» Directions
Scan the data beneath this task and copy each line that includes "decl".

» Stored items
..........
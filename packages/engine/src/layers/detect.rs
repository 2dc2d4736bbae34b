//! Automatic layer selection.

use once_cell::sync::Lazy;
use oxc_allocator::Allocator;
use oxc_ast::ast::{Expression, Statement};
use regex::Regex;

use crate::transform::directive::{is_client_hook, is_event_handler_attribute};
use crate::transform::guards::browser_global;
use crate::transform::syntax::{attribute_name, callee_name};
use crate::transform::{parse, walk_program, Node, NodeVisitor, ParseMode, SourceFile};

use super::LayerSet;

#[derive(Debug, Default, Clone, Copy, PartialEq, Eq)]
struct Signals {
    jsx: bool,
    browser_globals: bool,
    client_features: bool,
    framework_apis: bool,
}

impl<'n, 'a> NodeVisitor<'n, 'a> for Signals {
    fn enter(&mut self, node: Node<'n, 'a>, _ancestors: &[Node<'n, 'a>]) {
        match node {
            Node::JSXElement(el) => {
                self.jsx = true;
                self.client_features |= el
                    .opening_element
                    .attributes
                    .iter()
                    .filter_map(|item| attribute_name(item))
                    .any(is_event_handler_attribute);
            }
            Node::Expression(Expression::JSXFragment(_)) => self.jsx = true,
            Node::Expression(Expression::Identifier(id)) => {
                self.browser_globals |= browser_global(id.name.as_str()).is_some();
            }
            Node::Expression(Expression::CallExpression(call)) => {
                if let Some(name) = callee_name(call) {
                    self.client_features |= is_client_hook(&name);
                    self.framework_apis |= name == "ReactDOM.render";
                }
            }
            Node::Statement(Statement::ImportDeclaration(decl)) => {
                let source = decl.source.value.as_str();
                self.framework_apis |= source == "next" || source.starts_with("next/");
            }
            _ => {}
        }
    }
}

static JSX_HINT: Lazy<Regex> = Lazy::new(|| Regex::new(r"<[A-Za-z][\w.]*[\s/>]|<>").unwrap());
static BROWSER_GLOBAL_HINT: Lazy<Regex> = Lazy::new(|| {
    Regex::new(r"\b(?:window|document|localStorage|sessionStorage|navigator)\b").unwrap()
});
static CLIENT_HINT: Lazy<Regex> = Lazy::new(|| {
    Regex::new(r"\buse(?:State|Effect|LayoutEffect|Reducer|Ref|Callback|Memo|Context|Router)\s*\(|\son[A-Z]\w*=").unwrap()
});
static FRAMEWORK_HINT: Lazy<Regex> =
    Lazy::new(|| Regex::new(r#"from\s+['"]next(?:/[^'"]*)?['"]|ReactDOM\.render\s*\("#).unwrap());

impl Signals {
    /// Text heuristics for sources the parser gave up on.
    fn from_text(code: &str) -> Self {
        Self {
            jsx: JSX_HINT.is_match(code),
            browser_globals: BROWSER_GLOBAL_HINT.is_match(code),
            client_features: CLIENT_HINT.is_match(code),
            framework_apis: FRAMEWORK_HINT.is_match(code),
        }
    }
}

/// Layers worth running on `file`.
///
/// Config files get layer 1 only, other JSON nothing. Sources always get
/// patterns and adaptive, plus whichever of the rest their content calls for.
pub fn auto_select(file: &SourceFile, code: &str) -> LayerSet {
    if file.config_kind().is_some() {
        return LayerSet::CONFIG;
    }
    if !file.is_script() {
        return LayerSet::empty();
    }

    let allocator = Allocator::default();
    let signals = match parse(&allocator, code, file, ParseMode::Recover) {
        Ok(program) => {
            let mut signals = Signals::default();
            walk_program(&program, &mut signals);
            signals
        }
        Err(_) => Signals::from_text(code),
    };

    let mut layers = LayerSet::PATTERNS | LayerSet::ADAPTIVE;
    layers.set(LayerSet::COMPONENTS, signals.jsx);
    layers.set(LayerSet::HYDRATION, signals.browser_globals);
    layers.set(
        LayerSet::FRAMEWORK,
        signals.client_features || signals.framework_apis,
    );
    layers.set(LayerSet::TESTING, file.is_test());
    layers
}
..........
» Result
            Node::Statement(Statement::ImportDeclaration(decl)) => {
                let source = decl.source.value.as_str();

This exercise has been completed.